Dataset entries
....
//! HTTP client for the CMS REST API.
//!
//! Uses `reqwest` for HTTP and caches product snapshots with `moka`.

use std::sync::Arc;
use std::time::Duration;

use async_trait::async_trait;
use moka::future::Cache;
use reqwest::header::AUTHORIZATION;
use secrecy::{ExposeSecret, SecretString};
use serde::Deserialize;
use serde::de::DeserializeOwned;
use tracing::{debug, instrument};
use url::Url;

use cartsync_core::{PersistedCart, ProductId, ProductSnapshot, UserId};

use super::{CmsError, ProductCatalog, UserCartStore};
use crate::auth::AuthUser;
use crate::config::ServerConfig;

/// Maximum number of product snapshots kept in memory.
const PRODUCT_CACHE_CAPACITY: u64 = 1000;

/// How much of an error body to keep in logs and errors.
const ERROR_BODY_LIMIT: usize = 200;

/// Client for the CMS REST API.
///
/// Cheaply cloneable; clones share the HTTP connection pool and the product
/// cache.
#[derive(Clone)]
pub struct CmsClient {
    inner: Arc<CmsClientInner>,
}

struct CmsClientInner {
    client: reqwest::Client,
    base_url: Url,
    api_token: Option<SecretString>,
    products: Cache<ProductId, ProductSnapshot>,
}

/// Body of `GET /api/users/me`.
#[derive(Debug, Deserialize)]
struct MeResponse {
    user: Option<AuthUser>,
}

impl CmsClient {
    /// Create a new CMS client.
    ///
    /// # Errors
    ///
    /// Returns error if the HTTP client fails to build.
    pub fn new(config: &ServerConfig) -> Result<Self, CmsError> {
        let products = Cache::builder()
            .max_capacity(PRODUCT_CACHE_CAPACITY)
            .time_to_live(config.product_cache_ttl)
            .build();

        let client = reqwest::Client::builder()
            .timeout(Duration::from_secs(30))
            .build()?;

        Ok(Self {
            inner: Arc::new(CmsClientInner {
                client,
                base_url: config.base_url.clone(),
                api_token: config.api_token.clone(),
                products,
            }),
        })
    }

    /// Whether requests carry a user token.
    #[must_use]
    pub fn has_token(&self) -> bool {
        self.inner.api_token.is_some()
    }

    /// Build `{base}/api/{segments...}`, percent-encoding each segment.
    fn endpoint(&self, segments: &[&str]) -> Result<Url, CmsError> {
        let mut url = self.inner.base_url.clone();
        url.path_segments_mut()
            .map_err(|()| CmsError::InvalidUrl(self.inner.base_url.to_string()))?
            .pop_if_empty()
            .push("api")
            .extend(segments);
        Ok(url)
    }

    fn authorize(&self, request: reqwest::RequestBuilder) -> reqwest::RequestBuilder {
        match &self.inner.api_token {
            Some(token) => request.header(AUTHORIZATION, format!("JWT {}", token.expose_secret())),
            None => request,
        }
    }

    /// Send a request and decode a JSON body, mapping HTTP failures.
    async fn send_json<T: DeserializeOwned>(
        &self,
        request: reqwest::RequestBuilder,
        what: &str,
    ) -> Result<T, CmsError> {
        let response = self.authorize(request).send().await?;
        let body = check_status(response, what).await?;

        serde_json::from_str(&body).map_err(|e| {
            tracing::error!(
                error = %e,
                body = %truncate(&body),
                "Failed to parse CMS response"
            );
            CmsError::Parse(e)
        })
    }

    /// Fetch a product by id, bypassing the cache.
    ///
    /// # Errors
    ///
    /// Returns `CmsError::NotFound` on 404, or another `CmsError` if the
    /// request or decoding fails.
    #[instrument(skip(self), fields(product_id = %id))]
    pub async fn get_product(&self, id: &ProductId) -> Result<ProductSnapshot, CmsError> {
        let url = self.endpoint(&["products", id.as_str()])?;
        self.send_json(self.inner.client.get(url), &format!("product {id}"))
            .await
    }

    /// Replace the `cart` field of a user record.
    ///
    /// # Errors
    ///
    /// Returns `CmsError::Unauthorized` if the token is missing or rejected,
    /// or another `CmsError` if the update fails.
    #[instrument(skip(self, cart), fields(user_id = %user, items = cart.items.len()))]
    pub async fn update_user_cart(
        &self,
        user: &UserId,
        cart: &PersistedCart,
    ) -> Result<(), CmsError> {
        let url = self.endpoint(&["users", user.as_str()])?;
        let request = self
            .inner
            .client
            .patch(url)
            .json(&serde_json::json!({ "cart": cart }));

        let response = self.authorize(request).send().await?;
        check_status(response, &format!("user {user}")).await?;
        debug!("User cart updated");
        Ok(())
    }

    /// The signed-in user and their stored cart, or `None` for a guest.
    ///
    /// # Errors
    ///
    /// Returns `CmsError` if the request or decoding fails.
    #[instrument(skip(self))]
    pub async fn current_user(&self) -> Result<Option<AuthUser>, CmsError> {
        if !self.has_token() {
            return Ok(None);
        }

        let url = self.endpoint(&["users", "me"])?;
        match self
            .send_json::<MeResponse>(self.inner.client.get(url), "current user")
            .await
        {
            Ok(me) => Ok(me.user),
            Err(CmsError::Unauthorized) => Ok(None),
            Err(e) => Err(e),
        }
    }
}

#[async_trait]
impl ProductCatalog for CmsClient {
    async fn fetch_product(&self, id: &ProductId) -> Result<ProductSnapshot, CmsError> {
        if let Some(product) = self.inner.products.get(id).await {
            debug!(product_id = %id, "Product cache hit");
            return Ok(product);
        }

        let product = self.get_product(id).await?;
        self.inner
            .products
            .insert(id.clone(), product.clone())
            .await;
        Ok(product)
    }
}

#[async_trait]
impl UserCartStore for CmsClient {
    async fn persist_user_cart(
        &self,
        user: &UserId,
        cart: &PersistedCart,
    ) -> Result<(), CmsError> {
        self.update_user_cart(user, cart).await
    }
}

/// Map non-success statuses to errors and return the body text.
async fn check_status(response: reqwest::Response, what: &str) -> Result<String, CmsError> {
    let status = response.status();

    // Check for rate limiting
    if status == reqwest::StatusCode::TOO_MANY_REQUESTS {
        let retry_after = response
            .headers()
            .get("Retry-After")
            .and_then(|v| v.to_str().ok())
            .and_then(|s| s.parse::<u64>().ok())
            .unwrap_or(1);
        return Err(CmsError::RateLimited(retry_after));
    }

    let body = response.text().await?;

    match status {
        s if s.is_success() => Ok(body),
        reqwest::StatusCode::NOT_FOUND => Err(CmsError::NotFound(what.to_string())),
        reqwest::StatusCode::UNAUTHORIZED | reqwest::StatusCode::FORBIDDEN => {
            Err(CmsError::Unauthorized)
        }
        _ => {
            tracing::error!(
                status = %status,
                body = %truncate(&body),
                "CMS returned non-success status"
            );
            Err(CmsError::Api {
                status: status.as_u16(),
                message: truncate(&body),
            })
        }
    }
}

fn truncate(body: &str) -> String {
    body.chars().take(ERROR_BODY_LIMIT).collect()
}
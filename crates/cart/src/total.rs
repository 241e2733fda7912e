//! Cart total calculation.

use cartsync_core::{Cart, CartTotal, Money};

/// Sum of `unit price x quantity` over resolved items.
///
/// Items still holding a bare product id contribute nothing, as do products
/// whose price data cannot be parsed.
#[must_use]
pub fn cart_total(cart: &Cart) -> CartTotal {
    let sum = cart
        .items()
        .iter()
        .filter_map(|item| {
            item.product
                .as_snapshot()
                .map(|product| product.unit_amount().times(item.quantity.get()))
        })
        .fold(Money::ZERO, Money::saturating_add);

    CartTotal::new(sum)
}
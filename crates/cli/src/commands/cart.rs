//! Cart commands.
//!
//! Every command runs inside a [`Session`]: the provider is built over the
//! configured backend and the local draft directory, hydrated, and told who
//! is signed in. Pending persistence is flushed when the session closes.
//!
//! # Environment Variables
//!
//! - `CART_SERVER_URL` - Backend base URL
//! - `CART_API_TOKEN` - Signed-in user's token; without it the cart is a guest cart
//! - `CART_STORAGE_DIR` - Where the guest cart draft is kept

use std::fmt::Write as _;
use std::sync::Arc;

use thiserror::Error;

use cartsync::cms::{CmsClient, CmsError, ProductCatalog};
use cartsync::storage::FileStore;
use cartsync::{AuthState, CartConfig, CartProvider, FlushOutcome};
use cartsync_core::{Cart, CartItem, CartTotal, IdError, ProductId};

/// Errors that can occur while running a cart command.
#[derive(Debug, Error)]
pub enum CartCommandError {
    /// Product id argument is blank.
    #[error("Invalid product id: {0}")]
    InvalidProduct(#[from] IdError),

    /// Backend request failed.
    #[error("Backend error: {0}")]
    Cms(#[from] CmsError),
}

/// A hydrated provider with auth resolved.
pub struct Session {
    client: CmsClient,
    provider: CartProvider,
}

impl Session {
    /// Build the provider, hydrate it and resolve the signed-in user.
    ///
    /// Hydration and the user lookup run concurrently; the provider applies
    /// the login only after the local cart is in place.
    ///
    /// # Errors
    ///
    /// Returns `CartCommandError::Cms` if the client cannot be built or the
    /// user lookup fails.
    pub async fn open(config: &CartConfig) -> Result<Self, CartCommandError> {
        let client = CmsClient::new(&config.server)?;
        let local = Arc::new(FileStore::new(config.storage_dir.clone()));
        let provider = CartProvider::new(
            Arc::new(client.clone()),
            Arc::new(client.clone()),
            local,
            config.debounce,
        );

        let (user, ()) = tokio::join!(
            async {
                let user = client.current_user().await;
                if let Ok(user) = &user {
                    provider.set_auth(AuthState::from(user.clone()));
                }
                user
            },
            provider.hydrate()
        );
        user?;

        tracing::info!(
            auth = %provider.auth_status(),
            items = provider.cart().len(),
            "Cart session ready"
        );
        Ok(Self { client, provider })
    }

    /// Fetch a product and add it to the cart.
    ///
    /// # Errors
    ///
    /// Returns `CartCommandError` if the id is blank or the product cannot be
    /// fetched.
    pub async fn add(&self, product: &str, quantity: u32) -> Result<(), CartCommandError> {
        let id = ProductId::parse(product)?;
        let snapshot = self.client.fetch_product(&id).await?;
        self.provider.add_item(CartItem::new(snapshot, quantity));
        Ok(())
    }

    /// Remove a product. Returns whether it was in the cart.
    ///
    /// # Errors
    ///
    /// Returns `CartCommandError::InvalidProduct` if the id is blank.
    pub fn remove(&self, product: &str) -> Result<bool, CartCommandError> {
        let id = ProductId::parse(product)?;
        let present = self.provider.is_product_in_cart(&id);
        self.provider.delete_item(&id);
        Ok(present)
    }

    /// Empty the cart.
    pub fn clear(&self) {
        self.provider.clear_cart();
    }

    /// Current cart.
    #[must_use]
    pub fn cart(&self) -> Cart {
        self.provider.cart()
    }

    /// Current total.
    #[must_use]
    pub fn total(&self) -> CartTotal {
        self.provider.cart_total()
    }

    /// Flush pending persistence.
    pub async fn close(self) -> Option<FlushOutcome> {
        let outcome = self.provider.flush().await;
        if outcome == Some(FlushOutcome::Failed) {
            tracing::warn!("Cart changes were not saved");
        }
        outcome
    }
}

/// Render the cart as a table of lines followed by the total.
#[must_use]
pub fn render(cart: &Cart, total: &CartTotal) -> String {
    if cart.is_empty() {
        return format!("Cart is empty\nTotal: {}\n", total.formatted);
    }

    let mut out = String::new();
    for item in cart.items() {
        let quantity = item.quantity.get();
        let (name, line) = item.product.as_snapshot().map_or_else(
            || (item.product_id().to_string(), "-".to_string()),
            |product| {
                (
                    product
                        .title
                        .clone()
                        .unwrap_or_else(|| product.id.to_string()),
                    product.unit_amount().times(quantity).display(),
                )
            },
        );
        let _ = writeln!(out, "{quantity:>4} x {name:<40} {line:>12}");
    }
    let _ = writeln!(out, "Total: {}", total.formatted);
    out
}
....
_ASSIGNMENT_: Transcribe the records above exactly, from the opening line down to and including the line with "use serde::Deserialize;".

_THE COMPLETED TASK_:
//! HTTP client for the CMS REST API.
//!
//! Uses `reqwest` for HTTP and caches product snapshots with `moka`.

use std::sync::Arc;
use std::time::Duration;

use async_trait::async_trait;
use moka::future::Cache;
use reqwest::header::AUTHORIZATION;
use secrecy::{ExposeSecret, SecretString};
use serde::Deserialize;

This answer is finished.